• _THE TASK_
Restrict the output to the lines below starting at the one that contains "pub fn layout(&self)" and ending at the one that contains "resulting run current.", and restate them word for word, both ends included.
++++++++++++++++++++
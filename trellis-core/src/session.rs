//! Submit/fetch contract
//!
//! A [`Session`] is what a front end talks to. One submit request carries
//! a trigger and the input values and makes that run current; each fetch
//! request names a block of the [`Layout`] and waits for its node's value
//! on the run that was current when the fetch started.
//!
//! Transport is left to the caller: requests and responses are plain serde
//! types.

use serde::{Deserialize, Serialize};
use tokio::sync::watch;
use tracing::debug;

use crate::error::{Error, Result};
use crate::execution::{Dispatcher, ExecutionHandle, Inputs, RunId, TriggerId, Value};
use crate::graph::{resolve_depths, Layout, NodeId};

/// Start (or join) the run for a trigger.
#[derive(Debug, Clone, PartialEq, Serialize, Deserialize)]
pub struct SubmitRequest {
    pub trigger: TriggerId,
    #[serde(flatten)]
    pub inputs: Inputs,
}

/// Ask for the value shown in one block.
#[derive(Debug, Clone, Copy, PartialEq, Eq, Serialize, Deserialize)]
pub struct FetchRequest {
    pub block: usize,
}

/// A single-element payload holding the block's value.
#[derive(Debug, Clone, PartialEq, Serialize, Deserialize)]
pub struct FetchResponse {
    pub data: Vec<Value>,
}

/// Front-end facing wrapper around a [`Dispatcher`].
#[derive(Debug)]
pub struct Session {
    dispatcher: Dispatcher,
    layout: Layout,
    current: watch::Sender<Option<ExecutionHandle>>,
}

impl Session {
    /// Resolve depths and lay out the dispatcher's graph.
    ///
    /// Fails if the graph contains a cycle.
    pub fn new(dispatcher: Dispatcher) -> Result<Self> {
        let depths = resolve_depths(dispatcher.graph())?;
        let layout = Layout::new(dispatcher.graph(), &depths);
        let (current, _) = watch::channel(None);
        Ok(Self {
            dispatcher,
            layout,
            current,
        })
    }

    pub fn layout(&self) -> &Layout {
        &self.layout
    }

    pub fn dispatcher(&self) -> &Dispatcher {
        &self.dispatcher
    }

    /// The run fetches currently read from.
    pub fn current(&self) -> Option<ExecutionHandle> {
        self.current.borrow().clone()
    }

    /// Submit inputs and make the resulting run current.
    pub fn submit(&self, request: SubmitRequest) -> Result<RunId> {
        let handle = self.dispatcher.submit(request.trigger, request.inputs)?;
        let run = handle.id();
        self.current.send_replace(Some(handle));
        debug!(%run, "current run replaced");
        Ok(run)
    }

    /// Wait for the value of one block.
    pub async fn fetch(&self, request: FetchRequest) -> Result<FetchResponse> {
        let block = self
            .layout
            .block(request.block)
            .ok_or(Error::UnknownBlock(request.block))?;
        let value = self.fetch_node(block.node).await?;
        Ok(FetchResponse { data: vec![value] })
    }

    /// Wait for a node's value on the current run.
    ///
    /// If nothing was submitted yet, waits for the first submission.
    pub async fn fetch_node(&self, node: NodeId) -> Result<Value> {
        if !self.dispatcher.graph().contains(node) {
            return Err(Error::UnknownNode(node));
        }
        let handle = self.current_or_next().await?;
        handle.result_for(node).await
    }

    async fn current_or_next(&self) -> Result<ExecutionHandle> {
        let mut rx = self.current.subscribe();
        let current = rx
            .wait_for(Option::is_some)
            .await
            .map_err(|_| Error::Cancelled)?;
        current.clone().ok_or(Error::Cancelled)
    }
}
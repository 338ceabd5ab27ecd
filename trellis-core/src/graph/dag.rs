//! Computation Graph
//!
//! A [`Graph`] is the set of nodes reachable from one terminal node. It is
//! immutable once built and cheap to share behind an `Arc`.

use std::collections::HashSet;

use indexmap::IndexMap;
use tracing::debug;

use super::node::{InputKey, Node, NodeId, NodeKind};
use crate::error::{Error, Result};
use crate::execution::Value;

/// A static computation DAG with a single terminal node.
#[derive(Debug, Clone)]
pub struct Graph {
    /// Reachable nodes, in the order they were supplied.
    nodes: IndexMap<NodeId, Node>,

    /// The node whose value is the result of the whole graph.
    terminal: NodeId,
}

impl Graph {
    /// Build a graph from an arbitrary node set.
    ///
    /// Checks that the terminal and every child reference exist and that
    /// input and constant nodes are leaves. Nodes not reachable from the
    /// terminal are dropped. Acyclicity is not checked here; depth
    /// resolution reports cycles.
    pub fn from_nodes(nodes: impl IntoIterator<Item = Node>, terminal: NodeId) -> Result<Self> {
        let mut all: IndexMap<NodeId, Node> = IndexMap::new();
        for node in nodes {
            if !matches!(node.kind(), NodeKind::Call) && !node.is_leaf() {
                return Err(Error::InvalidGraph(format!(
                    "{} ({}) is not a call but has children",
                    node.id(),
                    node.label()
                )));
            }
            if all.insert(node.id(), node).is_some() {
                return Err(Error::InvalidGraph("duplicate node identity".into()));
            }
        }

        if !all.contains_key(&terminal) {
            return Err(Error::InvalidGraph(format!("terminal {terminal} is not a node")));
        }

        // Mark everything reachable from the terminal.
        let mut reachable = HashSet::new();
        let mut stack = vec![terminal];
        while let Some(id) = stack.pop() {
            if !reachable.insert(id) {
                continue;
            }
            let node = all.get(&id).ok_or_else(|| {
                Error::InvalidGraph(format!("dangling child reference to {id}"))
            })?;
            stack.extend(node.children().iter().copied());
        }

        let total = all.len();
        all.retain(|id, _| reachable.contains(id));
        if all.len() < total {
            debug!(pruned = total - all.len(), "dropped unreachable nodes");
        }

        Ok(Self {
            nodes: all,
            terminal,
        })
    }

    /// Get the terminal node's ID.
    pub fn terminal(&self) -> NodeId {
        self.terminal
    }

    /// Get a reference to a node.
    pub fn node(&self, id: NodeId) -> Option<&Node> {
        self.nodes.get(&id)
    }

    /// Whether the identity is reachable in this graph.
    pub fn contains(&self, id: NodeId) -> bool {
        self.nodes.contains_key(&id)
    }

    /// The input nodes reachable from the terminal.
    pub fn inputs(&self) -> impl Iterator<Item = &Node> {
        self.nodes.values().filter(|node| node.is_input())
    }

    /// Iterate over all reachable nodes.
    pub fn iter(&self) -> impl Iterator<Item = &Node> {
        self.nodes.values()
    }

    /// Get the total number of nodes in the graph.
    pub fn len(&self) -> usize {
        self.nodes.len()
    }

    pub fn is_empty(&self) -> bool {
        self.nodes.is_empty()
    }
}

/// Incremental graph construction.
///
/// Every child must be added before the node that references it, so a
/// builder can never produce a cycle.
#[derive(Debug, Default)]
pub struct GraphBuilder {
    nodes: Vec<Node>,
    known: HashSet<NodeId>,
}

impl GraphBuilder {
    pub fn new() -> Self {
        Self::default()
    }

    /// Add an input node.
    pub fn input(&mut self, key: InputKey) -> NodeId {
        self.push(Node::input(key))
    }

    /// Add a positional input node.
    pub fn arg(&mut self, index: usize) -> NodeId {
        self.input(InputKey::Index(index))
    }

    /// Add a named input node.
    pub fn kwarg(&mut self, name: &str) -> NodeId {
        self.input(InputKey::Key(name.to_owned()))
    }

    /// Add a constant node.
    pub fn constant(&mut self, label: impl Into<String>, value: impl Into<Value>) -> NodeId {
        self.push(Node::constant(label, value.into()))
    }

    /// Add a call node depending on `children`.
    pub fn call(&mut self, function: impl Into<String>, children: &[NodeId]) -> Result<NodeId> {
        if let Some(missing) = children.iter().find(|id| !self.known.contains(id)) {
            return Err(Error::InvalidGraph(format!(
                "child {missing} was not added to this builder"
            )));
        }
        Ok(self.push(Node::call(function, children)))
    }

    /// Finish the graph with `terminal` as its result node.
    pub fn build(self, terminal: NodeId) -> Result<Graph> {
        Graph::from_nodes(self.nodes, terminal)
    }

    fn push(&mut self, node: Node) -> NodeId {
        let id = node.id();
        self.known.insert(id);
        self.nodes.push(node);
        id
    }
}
++++++++++++++++++++
• _WRITTEN RESPONSE_
    pub fn layout(&self) -> &Layout {
        &self.layout
    }

    pub fn dispatcher(&self) -> &Dispatcher {
        &self.dispatcher
    }

    /// The run fetches currently read from.
    pub fn current(&self) -> Option<ExecutionHandle> {
        self.current.borrow().clone()
    }

    /// Submit inputs and make the resulting run current.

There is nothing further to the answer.